• **AIM OF THE EXERCISE**:
Supply the number of lines in the listing below in which the word "bincode" occurs, and nothing else.

---------- RECORDS TO USE ----------

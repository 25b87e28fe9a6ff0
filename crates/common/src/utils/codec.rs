use anyhow::Result;
use serde::{de::DeserializeOwned, Serialize};

/// Serialize a record into the binary form kept in storage.
pub fn serialize<T: Serialize>(value: &T) -> Result<Vec<u8>> {
    bincode::serialize(value).map_err(|e| anyhow::anyhow!("Serialization failed: {}", e))
}

/// Deserialize a stored record.
pub fn deserialize<T: DeserializeOwned>(bytes: &[u8]) -> Result<T> {
    bincode::deserialize(bytes).map_err(|e| anyhow::anyhow!("Deserialization failed: {}", e))
}
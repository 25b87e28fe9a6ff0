use clap::Parser;
use std::path::PathBuf;

#[derive(Parser, Debug)]
#[command(name = "chainscan")]
#[command(about = "Fork-aware block scanner and mempool tracker", long_about = None)]
pub struct Cli {
    /// Path to the configuration file
    #[arg(short, long, value_name = "FILE", default_value = "config.toml")]
    pub config: PathBuf,

    /// Path to the ledger directory
    #[arg(short, long, value_name = "DIR")]
    pub data_dir: Option<PathBuf>,

    /// Node JSON-RPC endpoint
    #[arg(long, value_name = "URL", env = "CHAINSCAN_RPC_URL")]
    pub rpc_url: Option<String>,

    /// Height to start from when the ledger is empty
    #[arg(long, value_name = "HEIGHT")]
    pub start_height: Option<u64>,

    /// Do not track the node's mempool
    #[arg(long)]
    pub no_mempool: bool,

    /// Log level (trace, debug, info, warn, error)
    #[arg(long, value_name = "LEVEL")]
    pub log_level: Option<String>,
}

----------

• **TASK SOLUTION**:
2